Records from a data collection:
# # # # #

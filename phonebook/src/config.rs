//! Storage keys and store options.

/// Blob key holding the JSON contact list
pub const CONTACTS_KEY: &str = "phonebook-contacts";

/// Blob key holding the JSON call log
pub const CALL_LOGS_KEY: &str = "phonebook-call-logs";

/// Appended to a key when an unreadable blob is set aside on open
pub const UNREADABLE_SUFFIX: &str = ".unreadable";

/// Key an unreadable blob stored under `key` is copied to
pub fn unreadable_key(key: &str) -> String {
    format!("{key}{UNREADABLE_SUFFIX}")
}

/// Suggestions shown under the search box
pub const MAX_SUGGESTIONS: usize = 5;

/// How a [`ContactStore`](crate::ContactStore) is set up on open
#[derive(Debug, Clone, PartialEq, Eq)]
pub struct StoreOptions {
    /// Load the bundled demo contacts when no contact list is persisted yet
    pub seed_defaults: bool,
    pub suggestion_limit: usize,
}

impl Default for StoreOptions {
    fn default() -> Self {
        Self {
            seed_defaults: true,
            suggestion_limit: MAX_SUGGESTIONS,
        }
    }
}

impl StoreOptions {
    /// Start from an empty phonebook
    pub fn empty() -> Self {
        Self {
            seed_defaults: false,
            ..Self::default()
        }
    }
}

# # # # #

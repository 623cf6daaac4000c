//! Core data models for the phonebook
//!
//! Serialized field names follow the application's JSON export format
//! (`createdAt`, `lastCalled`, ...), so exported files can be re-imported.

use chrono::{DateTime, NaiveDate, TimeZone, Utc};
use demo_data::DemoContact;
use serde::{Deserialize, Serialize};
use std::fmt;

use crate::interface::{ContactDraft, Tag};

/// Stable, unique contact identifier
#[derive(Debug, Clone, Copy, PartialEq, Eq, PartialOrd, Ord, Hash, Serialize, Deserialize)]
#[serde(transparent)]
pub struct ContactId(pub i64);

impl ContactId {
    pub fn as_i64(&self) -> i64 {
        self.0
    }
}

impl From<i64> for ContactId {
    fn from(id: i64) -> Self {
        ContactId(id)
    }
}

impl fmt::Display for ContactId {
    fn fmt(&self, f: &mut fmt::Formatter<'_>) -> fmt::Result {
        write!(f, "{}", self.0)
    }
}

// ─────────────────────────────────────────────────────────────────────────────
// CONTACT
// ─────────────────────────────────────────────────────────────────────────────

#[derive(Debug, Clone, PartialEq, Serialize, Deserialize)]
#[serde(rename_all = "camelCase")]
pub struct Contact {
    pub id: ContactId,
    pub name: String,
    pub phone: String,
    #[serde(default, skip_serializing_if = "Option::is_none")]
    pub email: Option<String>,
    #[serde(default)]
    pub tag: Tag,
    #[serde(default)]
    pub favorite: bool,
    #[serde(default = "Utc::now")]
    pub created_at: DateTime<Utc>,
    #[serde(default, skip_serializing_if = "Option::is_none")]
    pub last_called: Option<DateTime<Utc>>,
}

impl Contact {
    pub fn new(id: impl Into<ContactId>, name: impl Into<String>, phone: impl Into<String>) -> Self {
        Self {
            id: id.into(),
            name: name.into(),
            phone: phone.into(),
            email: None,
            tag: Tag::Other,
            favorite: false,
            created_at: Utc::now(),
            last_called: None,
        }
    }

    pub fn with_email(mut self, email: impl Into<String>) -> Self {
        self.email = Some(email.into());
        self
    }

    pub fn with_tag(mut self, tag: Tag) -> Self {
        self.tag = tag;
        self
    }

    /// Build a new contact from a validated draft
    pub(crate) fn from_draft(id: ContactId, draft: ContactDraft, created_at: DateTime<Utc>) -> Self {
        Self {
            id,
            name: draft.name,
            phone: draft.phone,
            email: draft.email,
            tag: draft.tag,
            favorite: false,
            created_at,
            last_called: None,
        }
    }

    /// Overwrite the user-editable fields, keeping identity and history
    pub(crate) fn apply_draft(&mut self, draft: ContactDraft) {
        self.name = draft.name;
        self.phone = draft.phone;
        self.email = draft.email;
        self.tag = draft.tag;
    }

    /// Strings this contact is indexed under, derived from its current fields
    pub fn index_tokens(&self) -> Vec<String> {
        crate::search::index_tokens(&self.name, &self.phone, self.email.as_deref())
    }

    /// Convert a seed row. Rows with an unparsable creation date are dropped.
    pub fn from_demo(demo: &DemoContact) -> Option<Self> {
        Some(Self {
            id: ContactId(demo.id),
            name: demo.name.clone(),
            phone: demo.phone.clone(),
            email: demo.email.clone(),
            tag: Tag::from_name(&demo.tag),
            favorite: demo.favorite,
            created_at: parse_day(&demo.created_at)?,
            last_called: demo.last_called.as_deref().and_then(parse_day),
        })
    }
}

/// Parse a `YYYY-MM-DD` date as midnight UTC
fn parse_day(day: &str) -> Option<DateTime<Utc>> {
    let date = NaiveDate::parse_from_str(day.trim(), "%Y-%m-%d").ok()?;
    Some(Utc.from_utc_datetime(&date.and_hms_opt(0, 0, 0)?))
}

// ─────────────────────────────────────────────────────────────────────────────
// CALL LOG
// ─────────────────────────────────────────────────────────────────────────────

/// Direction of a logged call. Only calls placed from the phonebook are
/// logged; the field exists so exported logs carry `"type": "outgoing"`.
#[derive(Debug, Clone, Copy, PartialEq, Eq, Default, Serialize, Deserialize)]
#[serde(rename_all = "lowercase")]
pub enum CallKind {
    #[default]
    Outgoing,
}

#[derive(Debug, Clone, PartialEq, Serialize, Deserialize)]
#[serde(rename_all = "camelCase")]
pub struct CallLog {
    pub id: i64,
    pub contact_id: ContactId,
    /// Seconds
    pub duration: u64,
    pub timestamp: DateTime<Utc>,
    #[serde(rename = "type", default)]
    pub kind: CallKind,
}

# # # # #

**Task requirements**
Could you please give the number of lines in the data above that contain the word "exported"? Only the number is needed.

**Answer below**
2